Whenever a line in the data below includes the string "impl", copy it out.

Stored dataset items
##############################

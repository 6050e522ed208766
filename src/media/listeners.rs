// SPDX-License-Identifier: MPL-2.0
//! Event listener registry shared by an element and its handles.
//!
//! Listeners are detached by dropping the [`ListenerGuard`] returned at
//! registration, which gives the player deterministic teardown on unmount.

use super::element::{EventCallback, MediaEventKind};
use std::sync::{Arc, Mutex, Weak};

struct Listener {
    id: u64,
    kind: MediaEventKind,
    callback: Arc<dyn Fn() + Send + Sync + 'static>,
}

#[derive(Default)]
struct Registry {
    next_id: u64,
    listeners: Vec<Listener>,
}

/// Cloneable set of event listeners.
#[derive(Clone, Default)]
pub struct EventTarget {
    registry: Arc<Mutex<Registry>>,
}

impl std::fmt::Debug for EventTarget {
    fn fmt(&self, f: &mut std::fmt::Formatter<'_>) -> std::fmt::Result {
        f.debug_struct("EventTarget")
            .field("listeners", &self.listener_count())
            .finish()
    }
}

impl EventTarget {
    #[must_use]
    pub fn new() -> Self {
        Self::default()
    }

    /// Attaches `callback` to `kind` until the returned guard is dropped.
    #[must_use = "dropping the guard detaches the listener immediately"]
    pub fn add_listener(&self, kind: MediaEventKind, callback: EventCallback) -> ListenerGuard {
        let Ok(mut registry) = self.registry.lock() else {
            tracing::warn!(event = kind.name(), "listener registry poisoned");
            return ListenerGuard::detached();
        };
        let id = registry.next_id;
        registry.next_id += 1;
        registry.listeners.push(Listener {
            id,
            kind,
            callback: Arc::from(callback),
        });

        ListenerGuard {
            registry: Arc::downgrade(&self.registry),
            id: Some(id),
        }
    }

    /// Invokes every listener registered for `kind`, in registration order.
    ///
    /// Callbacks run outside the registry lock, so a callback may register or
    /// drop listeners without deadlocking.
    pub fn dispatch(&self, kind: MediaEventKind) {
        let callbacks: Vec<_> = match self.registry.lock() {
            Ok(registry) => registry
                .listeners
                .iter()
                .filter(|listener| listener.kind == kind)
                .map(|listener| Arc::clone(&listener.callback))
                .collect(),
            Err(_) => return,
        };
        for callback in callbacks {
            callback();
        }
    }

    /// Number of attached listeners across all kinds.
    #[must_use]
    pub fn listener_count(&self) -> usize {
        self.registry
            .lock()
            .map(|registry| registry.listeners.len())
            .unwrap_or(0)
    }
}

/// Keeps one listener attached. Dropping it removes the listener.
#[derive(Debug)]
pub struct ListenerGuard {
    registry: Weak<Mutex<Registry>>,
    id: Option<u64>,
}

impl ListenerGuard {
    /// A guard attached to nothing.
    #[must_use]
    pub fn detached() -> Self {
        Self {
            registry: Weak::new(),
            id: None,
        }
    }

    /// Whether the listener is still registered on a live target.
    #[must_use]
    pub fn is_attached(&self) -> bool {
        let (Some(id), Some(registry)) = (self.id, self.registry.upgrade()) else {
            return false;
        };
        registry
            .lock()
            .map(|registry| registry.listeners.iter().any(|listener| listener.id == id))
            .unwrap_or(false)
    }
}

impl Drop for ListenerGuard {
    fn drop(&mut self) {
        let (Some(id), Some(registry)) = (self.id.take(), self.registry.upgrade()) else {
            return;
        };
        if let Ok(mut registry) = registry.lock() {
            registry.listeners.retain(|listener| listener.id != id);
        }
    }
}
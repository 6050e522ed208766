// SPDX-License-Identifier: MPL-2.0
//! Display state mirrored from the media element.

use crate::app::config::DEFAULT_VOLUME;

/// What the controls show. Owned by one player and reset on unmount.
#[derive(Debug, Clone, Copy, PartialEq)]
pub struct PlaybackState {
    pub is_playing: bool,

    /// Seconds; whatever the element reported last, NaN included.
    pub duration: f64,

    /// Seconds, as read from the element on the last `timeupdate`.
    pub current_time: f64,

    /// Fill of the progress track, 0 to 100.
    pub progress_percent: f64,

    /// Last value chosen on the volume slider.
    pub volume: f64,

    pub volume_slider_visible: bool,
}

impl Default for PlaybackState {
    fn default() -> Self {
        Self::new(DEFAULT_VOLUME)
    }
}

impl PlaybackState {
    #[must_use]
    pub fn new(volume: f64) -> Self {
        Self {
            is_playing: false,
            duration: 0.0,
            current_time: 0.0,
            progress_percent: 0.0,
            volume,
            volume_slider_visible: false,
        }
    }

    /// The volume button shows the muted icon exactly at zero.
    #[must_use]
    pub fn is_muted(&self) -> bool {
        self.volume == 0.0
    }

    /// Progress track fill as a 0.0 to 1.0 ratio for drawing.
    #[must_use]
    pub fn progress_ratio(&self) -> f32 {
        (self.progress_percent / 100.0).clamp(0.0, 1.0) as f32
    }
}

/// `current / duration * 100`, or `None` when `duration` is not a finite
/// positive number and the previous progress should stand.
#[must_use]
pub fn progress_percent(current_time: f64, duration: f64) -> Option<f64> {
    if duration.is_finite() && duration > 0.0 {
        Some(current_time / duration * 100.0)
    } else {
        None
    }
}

##############################

Written response:
impl std::fmt::Debug for EventTarget {
impl EventTarget {
impl ListenerGuard {
impl Drop for ListenerGuard {
impl Default for PlaybackState {
impl PlaybackState {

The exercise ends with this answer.